What you will do:
The stretch from the line with "pub fn store(&self)" through the line with "pub async fn save(&self, title: &str, content: &str)" in the records below: write it out exactly, and nothing else.

****************************************

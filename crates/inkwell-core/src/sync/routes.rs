//! Backend paths. Trailing slashes differ per endpoint and are kept as the
//! server routes them.

use inkwell_shared::PostId;

pub const POST_COLLECTION: &str = "/api/v1/post/";
pub const UPLOAD: &str = "/api/v1/upload";

/// Load, update, publish, and tags.
pub fn post(id: &PostId) -> String {
    format!("/api/v1/post/{}", id)
}

/// Retract and delete.
pub fn post_slash(id: &PostId) -> String {
    format!("/api/v1/post/{}/", id)
}
//! In-memory collaborators for unit tests: no sockets, no terminal.

use std::collections::{HashMap, VecDeque};
use std::sync::{Arc, Mutex};

use async_trait::async_trait;
use inkwell_shared::PostId;
use tokio::sync::oneshot;

use crate::ports::{
    AddressBar, ApiRequest, ApiResponse, Confirm, EditorSurface, Method, Transport, TransportError,
};
use crate::sync::{SyncConfig, SyncEngine};

enum Reply {
    Ready(ApiResponse),
    Deferred(oneshot::Receiver<ApiResponse>),
    NetworkDown,
}

/// Scripted transport. Replies are queued per method + path, FIFO.
#[derive(Clone, Default)]
pub struct MockTransport {
    inner: Arc<Mutex<MockTransportInner>>,
}

#[derive(Default)]
struct MockTransportInner {
    routes: HashMap<(Method, String), VecDeque<Reply>>,
    requests: Vec<ApiRequest>,
}

impl MockTransport {
    pub fn new() -> Self {
        Self::default()
    }

    pub fn push(&self, method: Method, path: impl Into<String>, response: ApiResponse) {
        self.queue(method, path.into(), Reply::Ready(response));
    }

    pub fn push_json(
        &self,
        method: Method,
        path: impl Into<String>,
        status: u16,
        body: serde_json::Value,
    ) {
        self.push(method, path, ApiResponse::new(status, body.to_string()));
    }

    /// Reply later, once the returned sender is used.
    pub fn push_deferred(
        &self,
        method: Method,
        path: impl Into<String>,
    ) -> oneshot::Sender<ApiResponse> {
        let (tx, rx) = oneshot::channel();
        self.queue(method, path.into(), Reply::Deferred(rx));
        tx
    }

    pub fn push_network_error(&self, method: Method, path: impl Into<String>) {
        self.queue(method, path.into(), Reply::NetworkDown);
    }

    pub fn requests(&self) -> Vec<ApiRequest> {
        self.inner
            .lock()
            .expect("mock transport lock should not be poisoned")
            .requests
            .clone()
    }

    fn queue(&self, method: Method, path: String, reply: Reply) {
        self.inner
            .lock()
            .expect("mock transport lock should not be poisoned")
            .routes
            .entry((method, path))
            .or_default()
            .push_back(reply);
    }
}

#[async_trait]
impl Transport for MockTransport {
    async fn send(&self, request: ApiRequest) -> Result<ApiResponse, TransportError> {
        let reply = {
            let mut inner = self
                .inner
                .lock()
                .expect("mock transport lock should not be poisoned");
            let key = (request.method, request.path.clone());
            inner.requests.push(request);
            inner.routes.get_mut(&key).and_then(|queue| queue.pop_front())
        };

        match reply {
            Some(Reply::Ready(response)) => Ok(response),
            Some(Reply::Deferred(rx)) => rx
                .await
                .map_err(|_| TransportError::Network("deferred reply dropped".to_string())),
            Some(Reply::NetworkDown) => Err(TransportError::Network("connection refused".into())),
            None => Err(TransportError::Network("no mock reply registered".to_string())),
        }
    }
}

/// Editor with a title, a body, and a caret at the end of the body.
#[derive(Default)]
pub struct MemoryEditor {
    title: Mutex<String>,
    content: Mutex<String>,
}

impl MemoryEditor {
    pub fn with(title: &str, content: &str) -> Self {
        Self {
            title: Mutex::new(title.to_string()),
            content: Mutex::new(content.to_string()),
        }
    }
}

impl EditorSurface for MemoryEditor {
    fn title(&self) -> String {
        self.title.lock().unwrap().clone()
    }

    fn set_title(&self, title: &str) {
        *self.title.lock().unwrap() = title.to_string();
    }

    fn content(&self) -> String {
        self.content.lock().unwrap().clone()
    }

    fn set_content(&self, content: &str) {
        *self.content.lock().unwrap() = content.to_string();
    }

    fn insert_at_selection(&self, text: &str) {
        self.content.lock().unwrap().push_str(text);
    }
}

/// Address bar that records what it was asked to do.
#[derive(Default)]
pub struct RecordingAddress {
    pub id: Mutex<Option<PostId>>,
    pub navigated: Mutex<Vec<String>>,
}

impl RecordingAddress {
    pub fn at(id: &str) -> Self {
        Self {
            id: Mutex::new(Some(PostId::new(id))),
            navigated: Mutex::default(),
        }
    }

    pub fn shown_id(&self) -> Option<PostId> {
        self.id.lock().unwrap().clone()
    }

    pub fn navigations(&self) -> Vec<String> {
        self.navigated.lock().unwrap().clone()
    }
}

impl AddressBar for RecordingAddress {
    fn current_post_id(&self) -> Option<PostId> {
        self.shown_id()
    }

    fn replace_post_id(&self, id: &PostId) {
        *self.id.lock().unwrap() = Some(id.clone());
    }

    fn navigate(&self, location: &str) {
        self.navigated.lock().unwrap().push(location.to_string());
    }
}

pub struct Answer(pub bool);

#[async_trait]
impl Confirm for Answer {
    async fn confirm(&self, _prompt: &str) -> bool {
        self.0
    }
}

/// An engine wired to fakes, plus handles on the fakes.
pub struct Harness {
    pub engine: Arc<SyncEngine>,
    pub transport: MockTransport,
    pub editor: Arc<MemoryEditor>,
    pub address: Arc<RecordingAddress>,
}

impl Harness {
    pub fn new(editor: MemoryEditor, address: RecordingAddress, confirm: bool) -> Self {
        let transport = MockTransport::new();
        let editor = Arc::new(editor);
        let address = Arc::new(address);
        let engine = Arc::new(SyncEngine::new(
            SyncConfig::default(),
            Arc::new(transport.clone()),
            editor.clone(),
            address.clone(),
            Arc::new(Answer(confirm)),
        ));
        Self {
            engine,
            transport,
            editor,
            address,
        }
    }

    pub fn draft(title: &str, content: &str) -> Self {
        Self::new(MemoryEditor::with(title, content), RecordingAddress::default(), true)
    }
}
impl SyncEngine {
    pub fn new(
        config: SyncConfig,
        transport: Arc<dyn Transport>,
        editor: Arc<dyn EditorSurface>,
        address: Arc<dyn AddressBar>,
        confirm: Arc<dyn Confirm>,
    ) -> Self {
        let status = StatusReporter::new(config.status_clear_after);
        Self {
            config,
            transport,
            editor,
            address,
            confirm,
            store: PostStore::new(),
            status,
        }
    }

    pub fn config(&self) -> &SyncConfig {
        &self.config
    }

    pub fn store(&self) -> &PostStore {
        &self.store
    }

    pub fn status(&self) -> &StatusReporter {
        &self.status
    }

    pub fn editor(&self) -> &Arc<dyn EditorSurface> {
        &self.editor
    }

    /// Create the post, or update it if it already has an id.
    pub async fn save(&self, title: &str, content: &str) -> Result<(), SyncError> {
        self.ensure_live()?;
        if title.trim().is_empty() {
            self.status.report(messages::TITLE_REQUIRED);
            return Err(SyncError::Validation("title is required".to_string()));
        }

        let snapshot = self.store.snapshot();
        let body = SavePostRequest {
            title: title.to_string(),
            markdown_content: content.to_string(),
            updated_on: snapshot.updated_on.clone(),
        };
        let request = match &snapshot.id {
            None => ApiRequest::new(Method::Post, routes::POST_COLLECTION),
            Some(id) => ApiRequest::new(Method::Patch, routes::post(id)),
        }
        .json(&body)
        .map_err(|e| Operation::Save.transport(e))?;

        let ticket = self.store.ticket();
        let response = self.dispatch(Operation::Save, request).await?;

        let echo = match (&snapshot.id, response.decode::<PostResponse>()) {
            (_, Ok(post)) => Some(post),
            (Some(_), Err(_)) => None,
            (None, Err(e)) => {
                // A create without an id in the body cannot be followed up.
                tracing::error!(error = %e, "Create response had no usable post body");
                self.status.report(messages::SAVE_FAILED);
                return Err(SyncError::Save(e.to_string()));
            }
        };

        let outcome = self.store.apply(ticket, |record| {
            let assigned = echo
                .as_ref()
                .is_some_and(|post| record.assign_id(post.id.clone()));
            record.title = title.to_string();
            // A create answered for some other post carries that post's witness.
            let echo = echo
                .as_ref()
                .filter(|post| record.id.as_ref() == Some(&post.id));
            absorb(record, echo);
            if let Some(post) = echo {
                record.published = post.published;
            }
            assigned
        });

        match outcome {
            Some(assigned) => {
                let record = self.store.snapshot();
                if let (true, Some(id)) = (assigned, &record.id) {
                    tracing::info!(post_id = %id, "Post created");
                    self.address.replace_post_id(id);
                }
                self.status.report(messages::SAVED);
                self.status
                    .post_state(record.published, record.updated_on.as_deref());
            }
            None => tracing::debug!(?ticket, "Discarding stale save response"),
        }
        Ok(())
    }

    /// Mark the post published.
    pub async fn publish(&self) -> Result<(), SyncError> {
        let id = self.require_id()?;
        let witness = self.store.snapshot().updated_on;
        let request = ApiRequest::new(Method::Patch, routes::post(&id))
            .json(&PublishRequest {
                published: true,
                updated_on: witness,
            })
            .map_err(|e| Operation::Publish.transport(e))?;

        let ticket = self.store.ticket();
        let response = self.dispatch(Operation::Publish, request).await?;
        let echo = response.decode::<PostResponse>().ok();

        if self
            .store
            .apply(ticket, |record| {
                record.published = true;
                record.retracted = false;
                absorb(record, echo.as_ref());
            })
            .is_some()
        {
            tracing::info!(post_id = %id, "Post published");
            self.report_state(messages::PUBLISHED);
        }
        Ok(())
    }

    /// Take a published post back to draft, after confirmation.
    pub async fn retract(&self) -> Result<(), SyncError> {
        let id = self.require_id()?;
        if !self
            .confirm
            .confirm("Retract this post? It will no longer be publicly visible.")
            .await
        {
            tracing::debug!(post_id = %id, "Retract cancelled");
            return Err(SyncError::Cancelled);
        }

        let witness = self.store.snapshot().updated_on;
        let request = ApiRequest::new(Method::Patch, routes::post_slash(&id))
            .json(&PublishRequest {
                published: false,
                updated_on: witness,
            })
            .map_err(|e| Operation::Retract.transport(e))?;

        let ticket = self.store.ticket();
        let response = self.dispatch(Operation::Retract, request).await?;
        let echo = response.decode::<PostResponse>().ok();

        if self
            .store
            .apply(ticket, |record| {
                record.published = false;
                record.retracted = true;
                absorb(record, echo.as_ref());
            })
            .is_some()
        {
            tracing::info!(post_id = %id, "Post retracted");
            self.report_state(messages::RETRACTED);
        }
        Ok(())
    }

    /// Delete the post, after confirmation. Only a 204 counts as success.
    pub async fn delete(&self) -> Result<(), SyncError> {
        let id = self.require_id()?;
        if !self
            .confirm
            .confirm("Delete this post? This cannot be undone.")
            .await
        {
            tracing::debug!(post_id = %id, "Delete cancelled");
            return Err(SyncError::Cancelled);
        }

        let request = ApiRequest::new(Method::Delete, routes::post_slash(&id));
        let response = self.dispatch(Operation::Delete, request).await?;
        if response.status != 204 {
            return Err(self.reject(Operation::Delete, &response));
        }

        tracing::info!(post_id = %id, "Post deleted");
        self.store.mark_deleted();
        self.status.report(messages::DELETED);
        self.address.navigate(&self.config.after_delete_location);
        Ok(())
    }

    /// Fetch a post and hand its title and body to the editor.
    ///
    /// On failure the record is left as it was, so the editor stays usable as
    /// a fresh draft.
    pub async fn load(&self, id: &PostId) -> Result<(), SyncError> {
        self.ensure_live()?;
        let ticket = self.store.ticket();
        let response = self
            .dispatch(Operation::Load, ApiRequest::new(Method::Get, routes::post(id)))
            .await?;
        let post = response.decode::<PostResponse>().map_err(|e| {
            tracing::error!(post_id = %id, error = %e, "Unreadable post body");
            self.status.report(messages::LOAD_FAILED);
            SyncError::Load(e.to_string())
        })?;

        let title = post.title.clone().unwrap_or_default();
        let content = post.markdown_content.clone().unwrap_or_default();
        let applied = self.store.apply(ticket, |record| {
            *record = PostRecord {
                id: Some(post.id.clone()),
                title: title.clone(),
                published: post.published,
                updated_on: post.updated_on.clone(),
                tags: post
                    .tags
                    .as_deref()
                    .map(|raw| TagSet::parse(raw).as_slice().to_vec())
                    .unwrap_or_default(),
                retracted: false,
                deleted: false,
            };
        });
        if applied.is_none() {
            tracing::debug!(?ticket, "Discarding stale load response");
            return Ok(());
        }

        self.editor.set_title(&title);
        self.editor.set_content(&content);
        tracing::info!(post_id = %post.id, "Post loaded");
        self.report_state(messages::LOADED);
        Ok(())
    }

    /// Load the post named by the page address, if there is one.
    ///
    /// Returns `Ok(false)` when the address carries no id (new draft).
    pub async fn load_from_address(&self) -> Result<bool, SyncError> {
        match self.address.current_post_id() {
            Some(id) => self.load(&id).await.map(|()| true),
            None => Ok(false),
        }
    }

    /// Upload an image and insert a markdown reference at the selection.
    ///
    /// Returns the server path. On failure the editor is left untouched.
    pub async fn upload_image(&self, file_name: &str, bytes: Vec<u8>) -> Result<String, SyncError> {
        self.ensure_live()?;
        let path = Path::new(file_name);
        let extension = path
            .extension()
            .and_then(|ext| ext.to_str())
            .map(str::to_ascii_lowercase)
            .unwrap_or_default();
        let Some((_, content_type)) = IMAGE_EXTENSIONS.iter().find(|(ext, _)| *ext == extension)
        else {
            self.status.report(messages::IMAGE_FAILED);
            return Err(SyncError::Validation(format!(
                "unsupported image type: {}",
                file_name
            )));
        };
        if bytes.is_empty() {
            self.status.report(messages::IMAGE_FAILED);
            return Err(SyncError::Validation("image is empty".to_string()));
        }

        let request = ApiRequest::new(Method::Post, routes::UPLOAD).multipart(
            "image",
            file_name,
            *content_type,
            bytes,
        );
        let response = self.dispatch(Operation::Upload, request).await?;
        let uploaded = response.decode::<UploadResponse>().map_err(|e| {
            tracing::error!(error = %e, "Unreadable upload response");
            self.status.report(messages::IMAGE_FAILED);
            SyncError::Upload(e.to_string())
        })?;

        let alt = path
            .file_stem()
            .and_then(|stem| stem.to_str())
            .unwrap_or("image");
        self.editor
            .insert_at_selection(&format!("![{}]({})", alt, uploaded.path));
        tracing::info!(path = %uploaded.path, "Image uploaded");
        self.status.report(messages::IMAGE_UPLOADED);
        Ok(uploaded.path)
    }

    /// Persist the tag list. Drafts without an id are skipped.
    pub async fn save_tags(&self, tags: &TagSet) -> Result<(), SyncError> {
        self.ensure_live()?;
        let snapshot = self.store.snapshot();
        let Some(id) = snapshot.id else {
            tracing::debug!("Post not saved yet, skipping tag save");
            return Ok(());
        };

        let request = ApiRequest::new(Method::Patch, routes::post(&id))
            .json(&TagsRequest {
                tags: tags.to_wire(),
                updated_on: snapshot.updated_on,
            })
            .map_err(|e| Operation::Tags.transport(e))?;

        let ticket = self.store.ticket();
        let response = self.dispatch(Operation::Tags, request).await?;
        let echo = response.decode::<PostResponse>().ok();

        if self
            .store
            .apply(ticket, |record| {
                record.tags = tags.as_slice().to_vec();
                absorb(record, echo.as_ref());
            })
            .is_some()
        {
            tracing::info!(post_id = %id, tags = %tags, "Tags saved");
            let record = self.store.snapshot();
            self.status
                .post_state(record.published, record.updated_on.as_deref());
        }
        Ok(())
    }

    /// Send one request and sort the response into success, conflict, or failure.
    async fn dispatch(&self, op: Operation, request: ApiRequest) -> Result<ApiResponse, SyncError> {
        tracing::debug!(
            operation = op.as_str(),
            method = request.method.as_str(),
            path = %request.path,
            "Sending request"
        );

        let response = match self.transport.send(request).await {
            Ok(response) => response,
            Err(e) => {
                tracing::error!(operation = op.as_str(), error = %e, "Request failed");
                self.status.report(op.failure_message());
                return Err(op.transport(e));
            }
        };

        if response.status == 409 && op.detects_conflicts() {
            tracing::warn!(
                operation = op.as_str(),
                "Post changed on the server, keeping local edits"
            );
            self.status.report(messages::CONFLICT);
            return Err(SyncError::Conflict);
        }
        if !response.is_success() {
            return Err(self.reject(op, &response));
        }
        Ok(response)
    }

    fn reject(&self, op: Operation, response: &ApiResponse) -> SyncError {
        let detail = ErrorBody::parse(&response.body)
            .map(|body| body.message())
            .unwrap_or_else(|| format!("HTTP {}", response.status));
        tracing::error!(
            operation = op.as_str(),
            status = response.status,
            detail = %detail,
            "Request rejected"
        );
        self.status.report(op.failure_message());
        op.fail(detail)
    }

    fn ensure_live(&self) -> Result<(), SyncError> {
        if self.store.is_deleted() {
            return Err(SyncError::Deleted);
        }
        Ok(())
    }

    fn require_id(&self) -> Result<PostId, SyncError> {
        self.ensure_live()?;
        self.store.id().ok_or_else(|| {
            self.status.report(messages::NOT_SAVED_YET);
            SyncError::NotPersisted
        })
    }

    fn report_state(&self, message: &str) {
        let record = self.store.snapshot();
        self.status.report(message);
        self.status
            .post_state(record.published, record.updated_on.as_deref());
    }
}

****************************************

Answer space:
    pub fn store(&self) -> &PostStore {
        &self.store
    }

    pub fn status(&self) -> &StatusReporter {
        &self.status
    }

    pub fn editor(&self) -> &Arc<dyn EditorSurface> {
        &self.editor
    }

    /// Create the post, or update it if it already has an id.
    pub async fn save(&self, title: &str, content: &str) -> Result<(), SyncError> {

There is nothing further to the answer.